His point was that Azaria’s single shot to the head without looking like he was taking revenge or distraught showed that it was a focused legal action to remove a danger.
Earlier, Weissman had questioned Zachai’s qualifications and his written expert report he submitted in the trial.
The IDF prosecutor alleged that Zachai’s report had been written almost entirely by Azaria’s lawyers and, therefore, should not carry serious weight.
His proof was that at least eleven paragraphs in both Zachai’s and Maj.

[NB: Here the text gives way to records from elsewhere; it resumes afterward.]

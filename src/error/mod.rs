//! Error handling for the breadcrumb benchmark

use thiserror::Error;

/// Custom error types for the breadcrumb benchmark
#[derive(Error, Debug)]
pub enum AppError {
    /// Configuration-related errors
    #[error("Configuration error: {0}")]
    Config(String),

    /// Network connectivity errors
    #[error("Network error: {0}")]
    Network(String),

    /// The server answered with a status outside the expected set
    #[error("Unexpected HTTP response: {operation} failed: {status} {body}")]
    UnexpectedStatus {
        operation: &'static str,
        status: u16,
        body: String,
    },

    /// Response body was missing an expected field or was not valid JSON
    #[error("Malformed response body: {0}")]
    Parse(String),

    /// Statistics calculation errors
    #[error("Statistics error: {0}")]
    Statistics(String),
}

impl AppError {
    /// Create a new configuration error
    pub fn config<S: Into<String>>(message: S) -> Self {
        Self::Config(message.into())
    }

    /// Create a new network error
    pub fn network<S: Into<String>>(message: S) -> Self {
        Self::Network(message.into())
    }

    /// Create an unexpected-status error from a response
    pub fn unexpected_status(operation: &'static str, status: u16, body: String) -> Self {
        Self::UnexpectedStatus {
            operation,
            status,
            body,
        }
    }

    /// Create a new parsing error
    pub fn parse<S: Into<String>>(message: S) -> Self {
        Self::Parse(message.into())
    }

    /// Create a new statistics error
    pub fn statistics<S: Into<String>>(message: S) -> Self {
        Self::Statistics(message.into())
    }

    /// Get error category for logging and reporting
    pub fn category(&self) -> &'static str {
        match self {
            Self::Config(_) => "CONFIG",
            Self::Network(_) => "NETWORK",
            Self::UnexpectedStatus { .. } => "HTTP",
            Self::Parse(_) => "PARSE",
            Self::Statistics(_) => "STATS",
        }
    }

    /// Format error for console display with color coding
    pub fn format_for_console(&self, use_color: bool) -> String {
        let category = self.category();
        let message = self.to_string();

        if use_color {
            use colored::Colorize;
            match self {
                Self::Config(_) => {
                    format!("[{}] {}", category.red().bold(), message.red())
                }
                Self::Network(_) | Self::UnexpectedStatus { .. } => {
                    format!("[{}] {}", category.yellow().bold(), message.yellow())
                }
                Self::Parse(_) | Self::Statistics(_) => {
                    format!("[{}] {}", category.cyan().bold(), message.cyan())
                }
            }
        } else {
            format!("[{}] {}", category, message)
        }
    }
}

// Dependency error conversions for the two failure sources the client has:
// body parsing and the network layer.
impl From<serde_json::Error> for AppError {
    fn from(error: serde_json::Error) -> Self {
        Self::parse(format!("JSON parse error: {}", error))
    }
}

impl From<reqwest::Error> for AppError {
    fn from(error: reqwest::Error) -> Self {
        Self::network(error.to_string())
    }
}

/// Result type alias using our custom error
pub type Result<T> = std::result::Result<T, AppError>;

Gen. (res.) Dan Biton’s reports, also submitted in support of Azaria, were identical and that both said the original draft of their report was written by the lawyers (though they each said they edited afterwards.) Weissman also alleged that Zachai’s experience was outdated for the rules of engagement in 2016 since he finished his IDF service in 2004 and has not performed reserve duty.
Zachai countered that his jobs have had him involved in public safety at the highest levels with the highest security clearances, giving him continued and updated information on security issues.
Last, Weissman said Zachai’s report was missing key pieces because Zachai reviewed only some, but not all of the current written IDF rules of engagement and because he was not familiar with key witnesses’ testimony in the case which showed that Azaria had shot Sharif in revenge for stabbing his soldier-friend, O.
After Zachai, Psychiatrist Mark Weiser came and testified that Azaria was not in a state of post-trauma at the time he shot Sharif such that would have made him unable to understand ethical problems with his actions.
Weiser was brought as a witness to rebut the defense’s argument that Azaria was in a state of shock from the pressure of the incident and a lack of sleep when he shot Sharif. Thursday is expected to be the last day of witnesses with the prosecution’s pathologist Dr. Hadas Gips returning to testify a second time in order to reject the opinions of the pathologists for the defense which said that Sharif would have died of his earlier wounds regardless of whether Azaria shot him.
The other expected witness is a local Hebron civilian who was the first to report Azaria’s shooting of Sharif to the IDF.